Unlike many biometrics statutes, Illinois’ BIPA provides individuals a private right of action to seek damages, attorney fees and costs. As a result, private employers need to take care to only “collect, capture, purchase, receive through trade, or otherwise obtain a person’s or a customer’s biometric identifier or biometric information” only after first informing individuals about its biometric collection practices and subsequently receiving their written consent.
As we have written previously, BIPA imposes restrictions on how private employers, “collect, retain, use, disclose, and destroy ‘biometric identifiers’ and ‘biometric information’. For the purposes of the statute:
- ‘Biometric Identifiers’ include “a retina or iris scan, fingerprint, voiceprint, or scan of hand or face geometry”; and
- ‘Biometric Information’ includes “any information, regardless of how it is captured, converted, stored, or shared, based on an individual’s biometric identifier used to identify an individual.”
The plaintiff, McDonald, alleges her former employer required her to use a biometric-based fingerprint timekeeping system without her written consent. McDonald further alleges her employer failed to adequately inform her of the purpose for collecting her fingerprints or the duration of time her employer intended to retain the information.
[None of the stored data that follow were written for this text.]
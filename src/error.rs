use thiserror::Error;

/// Error type for enhancement operations
///
/// Every failure inside the enhancement pipeline is reported through this
/// type. The public [`ImageEnhancer`](crate::ImageEnhancer) operations never
/// return it; they log it and hand the caller's image back instead.
#[derive(Debug, Clone, PartialEq, Error)]
pub enum EnhanceError {
    /// The image has a zero width or height
    ///
    /// None of the filters are defined on an empty buffer, so they refuse
    /// it up front instead of producing a degenerate result.
    #[error("Image dimensions must be non-zero, got {width}x{height}")]
    EmptyImage { width: u32, height: u32 },

    /// A blend factor is NaN or infinite
    ///
    /// Finite factors of any sign are accepted and the result is clamped;
    /// non-finite factors would poison every channel they touch.
    #[error("Invalid {name} factor: {value}")]
    InvalidFactor { name: &'static str, value: f32 },

    /// The Gaussian radius of the unsharp mask is not a positive finite value
    #[error("Unsharp mask radius must be positive and finite, got {0}")]
    InvalidRadius(f32),

    /// Failed to create an image buffer from processed pixels
    #[error("Failed to create image buffer from processed pixels")]
    BufferCreationFailed,
}

/// Result alias used by the enhancement primitives
pub type EnhanceResult<T> = Result<T, EnhanceError>;
//! 8-bit HSV colour space and conversions to and from RGB.
//!
//! All three channels are stored as `u8`:
//! - hue maps the full colour wheel onto `0..=255` (0 = red, ~85 = green, ~170 = blue)
//! - saturation is `(max - min) / max` scaled to `0..=255`
//! - value is the largest RGB channel
//!
//! This is the quantization used by most imaging libraries for 8-bit HSV
//! buffers. Converting RGB to HSV and back is not lossless, but hue is kept
//! within a couple of steps for saturated colours.

use image::{ImageBuffer, Luma, Rgb};
use imageproc::definitions::Image;
use imageproc::map::map_colors;

use crate::error::EnhanceResult;
use crate::utils::{
    clamp_f32_to_primitive, round_to_u8, validate_factor, validate_non_empty_image,
};

/// A single 8-bit HSV pixel.
#[derive(Debug, Clone, Copy, PartialEq, Eq)]
pub struct Hsv {
    pub hue: u8,
    pub saturation: u8,
    pub value: u8,
}

impl Hsv {
    /// Converts an RGB pixel to HSV.
    ///
    /// Hue and saturation are truncated toward zero when quantized.
    pub fn from_rgb(pixel: Rgb<u8>) -> Self {
        let Rgb([r, g, b]) = pixel;
        let max = r.max(g).max(b);
        let min = r.min(g).min(b);

        if max == min {
            return Self {
                hue: 0,
                saturation: 0,
                value: max,
            };
        }

        let chroma = f32::from(max - min);
        let saturation = chroma / f32::from(max);

        let rc = f32::from(max - r) / chroma;
        let gc = f32::from(max - g) / chroma;
        let bc = f32::from(max - b) / chroma;

        let sector = if r == max {
            bc - gc
        } else if g == max {
            2.0 + rc - bc
        } else {
            4.0 + gc - rc
        };
        // Wrapped in f64 and narrowed so exact thirds quantize to 85 and 170.
        let hue = ((f64::from(sector) / 6.0 + 1.0) % 1.0) as f32;

        Self {
            hue: clamp_f32_to_primitive(hue * 255.0),
            saturation: clamp_f32_to_primitive(saturation * 255.0),
            value: max,
        }
    }

    /// Converts back to RGB using the six-sector hexcone model.
    pub fn to_rgb(self) -> Rgb<u8> {
        let Self {
            hue,
            saturation,
            value,
        } = self;

        if saturation == 0 {
            return Rgb([value, value, value]);
        }

        let position = f32::from(hue) * 6.0 / 255.0;
        let sector = position.floor();
        let fraction = position - sector;
        let s = f32::from(saturation) / 255.0;
        let v = f32::from(value);

        let p = round_to_u8(v * (1.0 - s));
        let q = round_to_u8(v * (1.0 - s * fraction));
        let t = round_to_u8(v * (1.0 - s * (1.0 - fraction)));

        match sector as u32 % 6 {
            0 => Rgb([value, t, p]),
            1 => Rgb([q, value, p]),
            2 => Rgb([p, value, t]),
            3 => Rgb([p, q, value]),
            4 => Rgb([t, p, value]),
            _ => Rgb([value, p, q]),
        }
    }
}

/// Selects one channel of an [`HsvImage`].
#[derive(Debug, Clone, Copy, PartialEq, Eq)]
pub enum HsvChannel {
    Hue,
    Saturation,
    Value,
}

impl HsvChannel {
    const fn index(self) -> usize {
        match self {
            Self::Hue => 0,
            Self::Saturation => 1,
            Self::Value => 2,
        }
    }
}

/// An image in 8-bit HSV, with the same dimensions as its RGB source.
#[derive(Debug, Clone, PartialEq)]
pub struct HsvImage {
    // Channels are stored in [hue, saturation, value] order.
    buffer: Image<Rgb<u8>>,
}

impl HsvImage {
    pub fn dimensions(&self) -> (u32, u32) {
        self.buffer.dimensions()
    }

    pub fn width(&self) -> u32 {
        self.buffer.width()
    }

    pub fn height(&self) -> u32 {
        self.buffer.height()
    }

    /// Returns the HSV pixel at `(x, y)`.
    ///
    /// # Panics
    /// If the coordinates are out of bounds.
    pub fn get_pixel(&self, x: u32, y: u32) -> Hsv {
        let Rgb([hue, saturation, value]) = *self.buffer.get_pixel(x, y);
        Hsv {
            hue,
            saturation,
            value,
        }
    }

    /// Extracts a single channel as a greyscale plane.
    pub fn channel(&self, channel: HsvChannel) -> Image<Luma<u8>> {
        let index = channel.index();
        map_colors(&self.buffer, |pixel| Luma([pixel[index]]))
    }

    /// Multiplies one channel by `factor`, clamping into `0..=255` and
    /// truncating toward zero.
    ///
    /// # Errors
    /// * `EnhanceError::InvalidFactor` - If `factor` is NaN or infinite
    pub fn scale_channel(&self, channel: HsvChannel, factor: f32) -> EnhanceResult<Self> {
        validate_factor("channel scale", factor)?;
        let index = channel.index();
        let buffer = map_colors(&self.buffer, |mut pixel: Rgb<u8>| {
            pixel[index] = clamp_f32_to_primitive(f32::from(pixel[index]) * factor);
            pixel
        });
        Ok(Self { buffer })
    }

    /// Converts back to RGB.
    pub fn to_rgb(&self) -> Image<Rgb<u8>> {
        map_colors(&self.buffer, |Rgb([hue, saturation, value])| {
            Hsv {
                hue,
                saturation,
                value,
            }
            .to_rgb()
        })
    }
}

/// Trait for converting an RGB image into HSV.
pub trait HsvConvertExt {
    /// Converts every pixel with [`Hsv::from_rgb`].
    ///
    /// # Errors
    /// * `EnhanceError::EmptyImage` - If the image has no pixels
    fn to_hsv(&self) -> EnhanceResult<HsvImage>;
}

impl HsvConvertExt for Image<Rgb<u8>> {
    fn to_hsv(&self) -> EnhanceResult<HsvImage> {
        validate_non_empty_image(self)?;
        let buffer = ImageBuffer::from_fn(self.width(), self.height(), |x, y| {
            let Hsv {
                hue,
                saturation,
                value,
            } = Hsv::from_rgb(*self.get_pixel(x, y));
            Rgb([hue, saturation, value])
        });
        Ok(HsvImage { buffer })
    }
}

#[cfg(test)]
mod tests {
    use super::*;
    use crate::test_utils::{flat_image, max_channel_difference, palette_image};

    #[test]
    fn from_rgb_primaries() {
        assert_eq!(
            Hsv::from_rgb(Rgb([255, 0, 0])),
            Hsv {
                hue: 0,
                saturation: 255,
                value: 255
            }
        );
        // 1/3 * 255 = 85
        assert_eq!(Hsv::from_rgb(Rgb([0, 255, 0])).hue, 85);
        // 2/3 * 255 = 170
        assert_eq!(Hsv::from_rgb(Rgb([0, 0, 255])).hue, 170);
    }

    #[test]
    fn from_rgb_grey_has_no_hue_or_saturation() {
        assert_eq!(
            Hsv::from_rgb(Rgb([128, 128, 128])),
            Hsv {
                hue: 0,
                saturation: 0,
                value: 128
            }
        );
    }

    #[test]
    fn to_rgb_primaries() {
        let red = Hsv {
            hue: 0,
            saturation: 255,
            value: 255,
        };
        assert_eq!(red.to_rgb(), Rgb([255, 0, 0]));

        let grey = Hsv {
            hue: 42,
            saturation: 0,
            value: 77,
        };
        assert_eq!(grey.to_rgb(), Rgb([77, 77, 77]));

        let wrapped = Hsv {
            hue: 255,
            saturation: 255,
            value: 200,
        };
        assert_eq!(wrapped.to_rgb(), Rgb([200, 0, 0]));
    }

    #[test]
    fn round_trip_stays_close() {
        let image = palette_image();
        let restored = image.to_hsv().unwrap().to_rgb();
        assert!(max_channel_difference(&image, &restored) <= Some(2));
    }

    #[test]
    fn channel_extracts_single_plane() {
        let mut image: Image<Rgb<u8>> = Image::new(2, 1);
        image.put_pixel(0, 0, Rgb([255, 0, 0]));
        image.put_pixel(1, 0, Rgb([100, 100, 100]));
        let hsv = image.to_hsv().unwrap();

        let saturation = hsv.channel(HsvChannel::Saturation);
        assert_eq!(saturation.get_pixel(0, 0), &Luma([255]));
        assert_eq!(saturation.get_pixel(1, 0), &Luma([0]));

        let value = hsv.channel(HsvChannel::Value);
        assert_eq!(value.get_pixel(1, 0), &Luma([100]));
    }

    #[test]
    fn scale_channel_truncates_and_clamps() {
        let mut image: Image<Rgb<u8>> = Image::new(3, 1);
        image.put_pixel(0, 0, Rgb([250, 0, 0]));
        image.put_pixel(1, 0, Rgb([101, 101, 101]));
        image.put_pixel(2, 0, Rgb([100, 100, 100]));
        let hsv = image.to_hsv().unwrap();

        let brighter = hsv.scale_channel(HsvChannel::Value, 1.05).unwrap();
        assert_eq!(brighter.get_pixel(0, 0).value, 255);
        // 101 * 1.05 = 106.05
        assert_eq!(brighter.get_pixel(1, 0).value, 106);
        // 100 * 1.05f32 = 104.99999
        assert_eq!(brighter.get_pixel(2, 0).value, 104);
        assert_eq!(brighter.get_pixel(0, 0).hue, hsv.get_pixel(0, 0).hue);

        assert!(hsv.scale_channel(HsvChannel::Value, f32::NAN).is_err());
    }

    #[test]
    fn scale_channel_truncates_boosted_saturation() {
        // (200, 188, 188): saturation = 12 / 200 * 255 = 15.3 -> 15
        let image = flat_image(1, 1, [200, 188, 188]);
        let hsv = image.to_hsv().unwrap();
        assert_eq!(hsv.get_pixel(0, 0).saturation, 15);

        // 15 * 1.25 = 18.75
        let boosted = hsv.scale_channel(HsvChannel::Saturation, 1.25).unwrap();
        assert_eq!(boosted.get_pixel(0, 0).saturation, 18);
        assert_eq!(boosted.get_pixel(0, 0).value, 200);
    }

    #[test]
    fn to_hsv_rejects_empty_image() {
        let image: Image<Rgb<u8>> = Image::new(0, 5);
        assert!(image.to_hsv().is_err());
    }
}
The defendant, Symphony Bronzeville Park LLC, filed a motion to dismiss based on its claim that the IWCA was the only remedy for McDonald, and she was thus barred from making a BIPA claim.
The Illinois Supreme Court determined the exclusivity provisions of the IWCA did not bar a claim for damages under BIPA, and the IWCA’s exclusivity provisions should only be applied to compensable injuries. The Illinois Supreme Court further found the legislative history of BIPA supported this finding. The ruling will (i) eliminate a key defense for employers looking to argue a BIPA claim is barred by IWCA, and (ii) lift existing stays in a number of pending BIPA cases.
All of our readers should note, while this case only addresses issues regarding Illinois employers and the Illinois BIPA law, biometric privacy in the workplace is quickly becoming a hot-button issue around the country. As a result, all employers should be sure to review and conform their policies to existing state biometric laws. And for those employers whose states have yet to enact a biometric privacy law, it makes good sense to at least inform your employees of any biometric data you are collecting and storing and to receive their consent to do so. One never knows when an employee will allege some general right to privacy which is violated when biometric data is used.
Brody and Associates regularly advises management on complying with the latest state and federal employment laws. If we can be of assistance in this area, please contact us at firstname.lastname@example.org or 203.454.0560.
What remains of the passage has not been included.